The keystone of the “Greatest Show on Grass” is the 16th hole, a par-3 wholly surrounded by a 20,000-seat grandstand – a setup unlike any other in golf. It was on this stage in 1997 that Tiger Woods hit a hole-in-one and put the Phoenix Open on the map, according to Woods, who is not related to the golfer.
The course features other unique elements, as Woods said the entire course assists in drawing crowds. For example, it’s built-in a way that is suited for large galleries with sunken fairways, allowing for closer crowd placements than many other courses. The 75-degree, sunny days in January don’t hurt attendance, either.
More than 750,000 visitors are expected to attend the tournament’s seven days of practice, Pro-Am and tournament.
The party at the Phoenix Open is so well known beverage publications, like VinePair, are writing about the PGA event.
“From corporate hospitality or social aspect, it’s a unique ticket,” Tim Woods said. “We love the Phoenix Suns, Diamondbacks, Coyotes, but there’s a lot of games to choose from. We do this for seven days and go away for a year.
“At a regular sporting event, you’re sitting in a row and locked in. In our world, there’s a pause in the action, and it’s conducive to doing business and interactions over a five to six-hour period.”
Over the years, the tournament has expanded its offerings, including this year’s Kiva Club, a multi-level public hospitality suite between the 10th and 17th holes. Other hospitality areas also received an expansion before this year’s event.
While the tournament organizers embrace the rowdy fans, they’ve also made sure to push fan behavior, safety, and golf etiquette as pillars of their operation.
Woods said players are beginning to embrace the atmosphere in Arizona, in part because it’s such a unique event that is unlikely to be replicated across the tour.
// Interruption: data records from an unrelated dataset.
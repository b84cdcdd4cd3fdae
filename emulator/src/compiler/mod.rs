//! Compilation: turn an analyzed program into an immutable, addressable
//! instruction sequence plus an initial memory image.
//!
//! Two passes in sequence: [`layout`] assigns addresses and collects the
//! symbol table, then the fill pass here resolves every operand against it
//! and builds the closed runtime [`Instruction`] per line. The compiler
//! assumes the semantic analyzer accepted the source; on unvalidated input
//! it reports the first inconsistency it trips over instead of a curated
//! error list.

use std::collections::HashMap;

use thiserror::Error;
use tracing::debug;

use crate::constants as C;
use crate::isa::{Mnemonic, Size};
use crate::parser::{
    DataValue, Directive, InstructionLine, LineContent, Operand as ParsedOperand, Program, Value,
};
use crate::runtime::{Instruction, Operand, Reg};

mod layout;

use self::layout::{resolve, Layout};

#[derive(Debug, Error, Clone, PartialEq, Eq)]
pub enum CompileError {
    #[error("line {line_index}: symbol `{name}` is not defined")]
    UndefinedSymbol { name: String, line_index: usize },

    #[error("line {line_index}: unknown instruction `{mnemonic}`")]
    UnknownMnemonic { mnemonic: String, line_index: usize },

    #[error("line {line_index}: malformed statement")]
    MalformedLine { line_index: usize },

    #[error("line {line_index}: invalid operands")]
    InvalidOperands { line_index: usize },

    #[error("line {line_index}: value out of range")]
    ValueOutOfRange { line_index: usize },

    /// Two instructions were laid out at the same address (an `org` seated
    /// the position over an already-filled slot)
    #[error("line {line_index}: instruction slot at {address:#x} is already filled")]
    MemoryOverlap { address: C::Address, line_index: usize },
}

/// One compiled instruction, tagged with where it came from
#[derive(Debug, Clone, Copy, PartialEq, Eq)]
pub struct CompiledInstruction {
    /// Start address of the instruction's slot
    pub address: C::Address,

    /// Zero-based source line that produced it
    pub line_index: usize,

    pub instruction: Instruction,
}

/// The immutable output of compilation
///
/// May be shared (via `Arc`) to construct any number of independent
/// interpreters without re-compiling.
#[derive(Debug, Clone, PartialEq)]
pub struct CompiledProgram {
    instructions: Vec<CompiledInstruction>,
    address_to_index: HashMap<C::Address, usize>,
    line_to_address: HashMap<usize, C::Address>,
    symbols: HashMap<String, i64>,
    image: Vec<(C::Address, Vec<u8>)>,
    entry: C::Address,
    end: C::Address,
}

impl CompiledProgram {
    /// The ordered instruction sequence
    #[must_use]
    pub fn instructions(&self) -> &[CompiledInstruction] {
        &self.instructions
    }

    /// The instruction whose slot starts at `address`
    ///
    /// Returns `None` for any address that is not an instruction boundary.
    #[must_use]
    pub fn instruction_at(&self, address: C::Address) -> Option<&CompiledInstruction> {
        self.address_to_index
            .get(&address)
            .map(|&index| &self.instructions[index])
    }

    /// The source line of the instruction at `address`
    #[must_use]
    pub fn line_at(&self, address: C::Address) -> Option<usize> {
        self.instruction_at(address).map(|c| c.line_index)
    }

    /// The slot address of the instruction a source line produced
    #[must_use]
    pub fn address_of_line(&self, line_index: usize) -> Option<C::Address> {
        self.line_to_address.get(&line_index).copied()
    }

    /// Label addresses and `equ` constants
    #[must_use]
    pub fn symbols(&self) -> &HashMap<String, i64> {
        &self.symbols
    }

    /// The initial memory image as (address, bytes) chunks
    #[must_use]
    pub fn image(&self) -> &[(C::Address, Vec<u8>)] {
        &self.image
    }

    /// Address execution starts at
    #[must_use]
    pub fn entry(&self) -> C::Address {
        self.entry
    }

    /// One past the last instruction: reaching it is normal termination
    #[must_use]
    pub fn end(&self) -> C::Address {
        self.end
    }
}

/// Fold a resolved value into the unsigned machine width
fn to_long(value: i64) -> C::Long {
    value as C::Long
}

fn convert_operand(
    operand: &ParsedOperand,
    symbols: &HashMap<String, i64>,
    line_index: usize,
) -> Result<Operand, CompileError> {
    Ok(match operand {
        ParsedOperand::DataRegister(n) => Operand::DataRegister(*n),
        ParsedOperand::AddressRegister(n) => Operand::AddressRegister(*n),
        ParsedOperand::Immediate(value) => {
            Operand::Immediate(to_long(resolve(symbols, value, line_index)?))
        }
        ParsedOperand::Indirect(n) => Operand::Indirect(*n),
        ParsedOperand::IndirectDisplacement {
            displacement,
            register,
        } => Operand::IndirectDisplacement {
            displacement: resolve(symbols, displacement, line_index)? as i32,
            register: *register,
        },
        ParsedOperand::PostIncrement(n) => Operand::PostIncrement(*n),
        ParsedOperand::PreDecrement(n) => Operand::PreDecrement(*n),
        ParsedOperand::Absolute(value) => {
            Operand::Absolute(to_long(resolve(symbols, value, line_index)?))
        }
        ParsedOperand::Label(name) => Operand::Absolute(to_long(resolve(
            symbols,
            &Value::Symbol(name.clone()),
            line_index,
        )?)),
    })
}

fn data_register(operand: &Operand, line_index: usize) -> Result<u8, CompileError> {
    match operand {
        Operand::DataRegister(n) => Ok(*n),
        _ => Err(CompileError::InvalidOperands { line_index }),
    }
}

fn address_register(operand: &Operand, line_index: usize) -> Result<u8, CompileError> {
    match operand {
        Operand::AddressRegister(n) => Ok(*n),
        _ => Err(CompileError::InvalidOperands { line_index }),
    }
}

fn any_register(operand: &Operand, line_index: usize) -> Result<Reg, CompileError> {
    match operand {
        Operand::DataRegister(n) => Ok(Reg::Data(*n)),
        Operand::AddressRegister(n) => Ok(Reg::Addr(*n)),
        _ => Err(CompileError::InvalidOperands { line_index }),
    }
}

fn branch_target(operand: &Operand, line_index: usize) -> Result<C::Address, CompileError> {
    match operand {
        Operand::Absolute(address) => Ok(*address),
        _ => Err(CompileError::InvalidOperands { line_index }),
    }
}

/// Build the runtime instruction for one source line
#[allow(clippy::too_many_lines)]
fn build_instruction(
    line: &InstructionLine,
    symbols: &HashMap<String, i64>,
    line_index: usize,
) -> Result<Instruction, CompileError> {
    use Mnemonic as M;

    let mnemonic =
        Mnemonic::resolve(&line.mnemonic).ok_or_else(|| CompileError::UnknownMnemonic {
            mnemonic: line.mnemonic.clone(),
            line_index,
        })?;
    let spec = mnemonic.spec();
    let size = line.size.or(spec.default_size).unwrap_or(Size::Word);

    let operands = line
        .operands
        .iter()
        .map(|operand| convert_operand(operand, symbols, line_index))
        .collect::<Result<Vec<_>, _>>()?;

    let invalid = || CompileError::InvalidOperands { line_index };

    let instruction = match (mnemonic, operands.as_slice()) {
        (M::Move, [src, dst]) => Instruction::Move(size, *src, *dst),
        (M::Add, [src, dst]) => Instruction::Add(size, *src, *dst),
        (M::Sub, [src, dst]) => Instruction::Sub(size, *src, *dst),
        (M::Adda, [src, dst]) => Instruction::Adda(size, *src, address_register(dst, line_index)?),
        (M::Suba, [src, dst]) => Instruction::Suba(size, *src, address_register(dst, line_index)?),
        (M::Neg, [dst]) => Instruction::Neg(size, *dst),
        (M::Ext, [dst]) => Instruction::Ext(size, data_register(dst, line_index)?),
        (M::Clr, [dst]) => Instruction::Clr(size, *dst),
        (M::Mulu, [src, dst]) => Instruction::Mulu(*src, data_register(dst, line_index)?),
        (M::Muls, [src, dst]) => Instruction::Muls(*src, data_register(dst, line_index)?),
        (M::Divu, [src, dst]) => Instruction::Divu(*src, data_register(dst, line_index)?),
        (M::Divs, [src, dst]) => Instruction::Divs(*src, data_register(dst, line_index)?),
        (M::Cmp, [src, dst]) => Instruction::Cmp(size, *src, *dst),
        (M::Tst, [dst]) => Instruction::Tst(size, *dst),
        (M::And, [src, dst]) => Instruction::And(size, *src, *dst),
        (M::Or, [src, dst]) => Instruction::Or(size, *src, *dst),
        (M::Eor, [src, dst]) => Instruction::Eor(size, *src, *dst),
        (M::Not, [dst]) => Instruction::Not(size, *dst),
        (M::Lsl, [count, dst]) => Instruction::Lsl(size, *count, data_register(dst, line_index)?),
        (M::Lsr, [count, dst]) => Instruction::Lsr(size, *count, data_register(dst, line_index)?),
        (M::Asl, [count, dst]) => Instruction::Asl(size, *count, data_register(dst, line_index)?),
        (M::Asr, [count, dst]) => Instruction::Asr(size, *count, data_register(dst, line_index)?),
        (M::Rol, [count, dst]) => Instruction::Rol(size, *count, data_register(dst, line_index)?),
        (M::Ror, [count, dst]) => Instruction::Ror(size, *count, data_register(dst, line_index)?),
        (M::Btst, [number, dst]) => Instruction::Btst(*number, *dst),
        (M::Bchg, [number, dst]) => Instruction::Bchg(*number, *dst),
        (M::Bclr, [number, dst]) => Instruction::Bclr(*number, *dst),
        (M::Bset, [number, dst]) => Instruction::Bset(*number, *dst),
        (M::Lea, [src, dst]) => Instruction::Lea(*src, address_register(dst, line_index)?),
        (M::Pea, [src]) => Instruction::Pea(*src),
        (M::Exg, [x, y]) => Instruction::Exg(
            any_register(x, line_index)?,
            any_register(y, line_index)?,
        ),
        (M::Swap, [dst]) => Instruction::Swap(data_register(dst, line_index)?),
        (M::Jmp, [target]) => Instruction::Jmp(*target),
        (M::Jsr, [target]) => Instruction::Jsr(*target),
        (M::Rts, []) => Instruction::Rts,
        (M::Bra, [target]) => Instruction::Bra(branch_target(target, line_index)?),
        (M::Bsr, [target]) => Instruction::Bsr(branch_target(target, line_index)?),
        (M::Bcc(condition), [target]) => {
            Instruction::Bcc(condition, branch_target(target, line_index)?)
        }
        (M::Dbcc(condition), [counter, target]) => Instruction::Dbcc(
            condition,
            data_register(counter, line_index)?,
            branch_target(target, line_index)?,
        ),
        (M::Scc(condition), [dst]) => Instruction::Scc(condition, *dst),
        (M::Trap, [vector]) => match vector {
            Operand::Immediate(vector) => Instruction::Trap(*vector as u8),
            _ => return Err(invalid()),
        },
        _ => return Err(invalid()),
    };

    Ok(instruction)
}

/// Encode one `dc` element into big-endian bytes of the directive's width
fn push_element(bytes: &mut Vec<u8>, size: Size, value: C::Long) {
    match size {
        Size::Byte => bytes.push((value & 0xFF) as u8),
        Size::Word => bytes.extend_from_slice(&((value & 0xFFFF) as u16).to_be_bytes()),
        Size::Long => bytes.extend_from_slice(&value.to_be_bytes()),
    }
}

fn encode_data(
    values: &[DataValue],
    size: Size,
    symbols: &HashMap<String, i64>,
    line_index: usize,
) -> Result<Vec<u8>, CompileError> {
    let mut bytes = Vec::new();
    for value in values {
        match value {
            DataValue::String(text) => {
                for c in text.chars() {
                    push_element(&mut bytes, size, C::Long::from(c));
                }
            }
            DataValue::Number(value) => {
                push_element(&mut bytes, size, to_long(resolve(symbols, value, line_index)?));
            }
        }
    }
    Ok(bytes)
}

/// Compile an analyzed program
///
/// Precondition: [`crate::analyzer::analyze`] returned no errors. The
/// output is immutable and may back any number of interpreters.
///
/// # Errors
///
/// On source the analyzer would have rejected, compilation fails with the
/// first inconsistency found.
#[tracing::instrument(skip(program))]
pub fn compile(program: &Program) -> Result<CompiledProgram, CompileError> {
    let Layout {
        symbols,
        slots,
        data,
        entry,
        end,
    } = self::layout::layout_memory(program)?;

    // Fill pass: every symbol is known now
    let mut image = Vec::with_capacity(data.len());
    for block in &data {
        let line = program
            .line(block.line_index)
            .ok_or(CompileError::MalformedLine {
                line_index: block.line_index,
            })?;
        let LineContent::Directive(Directive::DefineConstants { size, values }) = &line.content
        else {
            return Err(CompileError::MalformedLine {
                line_index: block.line_index,
            });
        };
        let bytes = encode_data(values, *size, &symbols, block.line_index)?;
        image.push((block.address, bytes));
    }

    let mut instructions = Vec::with_capacity(slots.len());
    let mut address_to_index = HashMap::with_capacity(slots.len());
    let mut line_to_address = HashMap::with_capacity(slots.len());

    for slot in &slots {
        let line = program
            .line(slot.line_index)
            .ok_or(CompileError::MalformedLine {
                line_index: slot.line_index,
            })?;
        let LineContent::Instruction(instruction_line) = &line.content else {
            return Err(CompileError::MalformedLine {
                line_index: slot.line_index,
            });
        };

        let instruction = build_instruction(instruction_line, &symbols, slot.line_index)?;
        debug!(address = slot.address, %instruction, "compiled");

        if address_to_index
            .insert(slot.address, instructions.len())
            .is_some()
        {
            return Err(CompileError::MemoryOverlap {
                address: slot.address,
                line_index: slot.line_index,
            });
        }
        line_to_address.insert(slot.line_index, slot.address);
        instructions.push(CompiledInstruction {
            address: slot.address,
            line_index: slot.line_index,
            instruction,
        });
    }

    Ok(CompiledProgram {
        instructions,
        address_to_index,
        line_to_address,
        symbols,
        image,
        entry,
        end,
    })
}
There’s also a $7.3 million purse up for grabs.
“You can’t duplicate what we’ve done for 85 years,” Woods said. “We’re readily available to try to share what has and hasn’t worked over the 85 years. We want to streamline and elevate the experience and get better and concentrate on driving revenue to the bottom line so we can grow that charity number.”
Plenty has been copied and spread across the PGA Tour from the Phoenix Open, and the organizers regularly host other tournament executives and sponsors as they hope to grow the game of golf.
“It’s a balancing act,” Dennis said. “These things tend to grow organically, and we want our fans to be engaged and excited. At the same time, safety and maintaining the integrity of our competitions are paramount.”
Within the tournament’s long history is a track record of giving back. The tournament no longer makes public attendance numbers and instead focuses on the money it gives back to the community. Over its history, the Phoenix Open has donated $160 million, with $80 million coming the past ten years and $13.2 Million last year.